Wir sehen vor allem mutige, junge Menschen, aber endlich auch massenhaft „normale“ Bürger, die aufstehen und alles riskieren - ihr Leben, ihre Unversehrtheit, ihre Karriere, ihre Zukunft. Man muss ihnen beistehen. Es kann sich durchaus etwas ändern, auch durch den Druck der europäischen Öffentlichkeit. Nur darf man nicht ständig den Eindruck erwecken, die EU könnte auf die aktuelle Führung nicht verzichten. Dann ändert sich nichts. Wenn die politisch Verfolgten in der Türkei in Freiheit wären und ein fairer Wahlkampf durchgeführt werden könnte, wäre Erdogan längst weg. Nur das will er ja verhindern.

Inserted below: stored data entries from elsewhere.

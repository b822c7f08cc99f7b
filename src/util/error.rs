use crate::core::normalize::Axis;

/// Error type for geocode64-rs operations.
#[derive(Debug, Clone, PartialEq)]
pub enum GeoCodeError {
    /// The coordinate value is NaN or infinite.
    InvalidInput { axis: Axis, value: f64 },
    /// The coordinate value lies outside the encodable range of its axis.
    OutOfRange { axis: Axis, value: f64 },
    /// A configuration value could not be read or is inconsistent.
    ConfigError(String),
    /// File I/O or serialization error.
    IoError(String),
    /// CSV parsing or reading error.
    CsvError(String),
    /// Failed to parse geometry from string (GeoJSON or WKT).
    GeometryParseError(String),
}

impl GeoCodeError {
    /// Returns true for errors caused by a single bad input record, as opposed
    /// to failures of the surrounding pipeline (files, configuration).
    pub fn is_row_error(&self) -> bool {
        matches!(
            self,
            GeoCodeError::InvalidInput { .. }
                | GeoCodeError::OutOfRange { .. }
                | GeoCodeError::CsvError(_)
                | GeoCodeError::GeometryParseError(_)
        )
    }
}

impl std::fmt::Display for GeoCodeError {
    fn fmt(&self, f: &mut std::fmt::Formatter<'_>) -> std::fmt::Result {
        match self {
            GeoCodeError::InvalidInput { axis, value } => {
                write!(f, "Invalid {}: {} is not a finite number", axis, value)
            }
            GeoCodeError::OutOfRange { axis, value } => write!(
                f,
                "{} {} out of range [{}, {}]",
                axis,
                value,
                axis.min(),
                axis.max()
            ),
            GeoCodeError::ConfigError(msg) => write!(f, "Config error: {}", msg),
            GeoCodeError::IoError(msg) => write!(f, "IO error: {}", msg),
            GeoCodeError::CsvError(msg) => write!(f, "CSV error: {}", msg),
            GeoCodeError::GeometryParseError(msg) => write!(f, "Geometry parse error: {}", msg),
        }
    }
}

impl std::error::Error for GeoCodeError {}

#[cfg(test)]
mod tests {
    use super::*;

    #[test]
    fn test_display_out_of_range() {
        let err = GeoCodeError::OutOfRange {
            axis: Axis::Longitude,
            value: 200.0,
        };
        assert_eq!(err.to_string(), "longitude 200 out of range [-180, 180]");
    }

    #[test]
    fn test_display_invalid_input() {
        let err = GeoCodeError::InvalidInput {
            axis: Axis::Latitude,
            value: f64::NAN,
        };
        assert_eq!(err.to_string(), "Invalid latitude: NaN is not a finite number");
    }

    #[test]
    fn test_row_errors() {
        assert!(GeoCodeError::CsvError("bad".into()).is_row_error());
        assert!(
            GeoCodeError::OutOfRange {
                axis: Axis::Latitude,
                value: 90.0
            }
            .is_row_error()
        );
        assert!(!GeoCodeError::IoError("disk".into()).is_row_error());
        assert!(!GeoCodeError::ConfigError("missing".into()).is_row_error());
    }
}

Es kann aber nicht im Sinne von angeblich Werte-basierter Außenpolitik sein, dass man ihn an der Macht hält.

Sie haben der vorherigen Bundesregierung eine Kuschelpolitik vorgeworfen gegenüber Autokraten wie Erdogan. Jetzt gibt es eine neue Regierung. Was erwarten Sie von dieser?

Wenn man aus Erfahrung spricht, kann man nicht viel Positives erwarten, aber ich zähle immer auf die Menschen, die anständig und aufgeklärt sind. Es gibt keine andere Lösung. Es gibt diesen Funken, und den müssen wir befeuern durch den Einsatz, den wir für Menschenrechte, für Frieden, für Kultur und Aufklärung aufbringen.


Osman Okkan, Jahrgang 1947, ist Filmemacher, Journalist, Autor und Aktivist. Er war bis März 2025 Sprecher des KulturForums Türkei Deutschland, das er mitgegründet hat. Er hat preisgekrönten Dokumentationen wie „Mordakte Hrant Dink“ gedreht. Neben seiner Beschäftigung als WDR-Redakteur war Okkan bis 2017 als Lehrbeauftragter an der Uni Essen tätig. Zu 15. Mal verleiht der Kölner Kulturrat am 20. Mai den Kölner Kulturpreis. Osman Okkan wird mit dem Ehrenpreis ausgezeichnet.

Erstmalig wird die Gerhart und Renate Baum-Stiftung einen auf aktuelle Musik bezogenen Sonderpreis bei der Verleihung des Kölner Kulturpreises einbringen. Dieser jährlich zu vergebende Preis soll ein Anreiz sein für offene Formen von Ensemblearbeit, gern auch mit Blick auf benachbarte Künste. Die ausgezeichneten Künstlerinnen und Künstler sollten in Köln geboren sein oder in Köln studiert oder eine künstlerische Präsenz in Köln haben. Der Preis ist mit 5.000 Euro dotiert.

Als erste Preisträger hat die Jury unter dem Vorsitz von Renate Liesmann-Baum das Ensemble Kollektiv3:6Koeln ausgewählt.„ Mit seinem innovativen Ansatz, in Netzwerken statt in Hierarchien zu denken, verschiedene Kunstformen, Genres und Ästhetiken zu integrieren, die Rollen von Interpreten und Komponisten zu vermischen, repräsentiert das Kollektiv3:6Koeln eine wachsende Tendenz in der zeitgenössischen Musik, was es zu einem würdigen Preisträger eines Preises für Aktuelle Musik“ macht“, heißt es in der Begründung der Jury.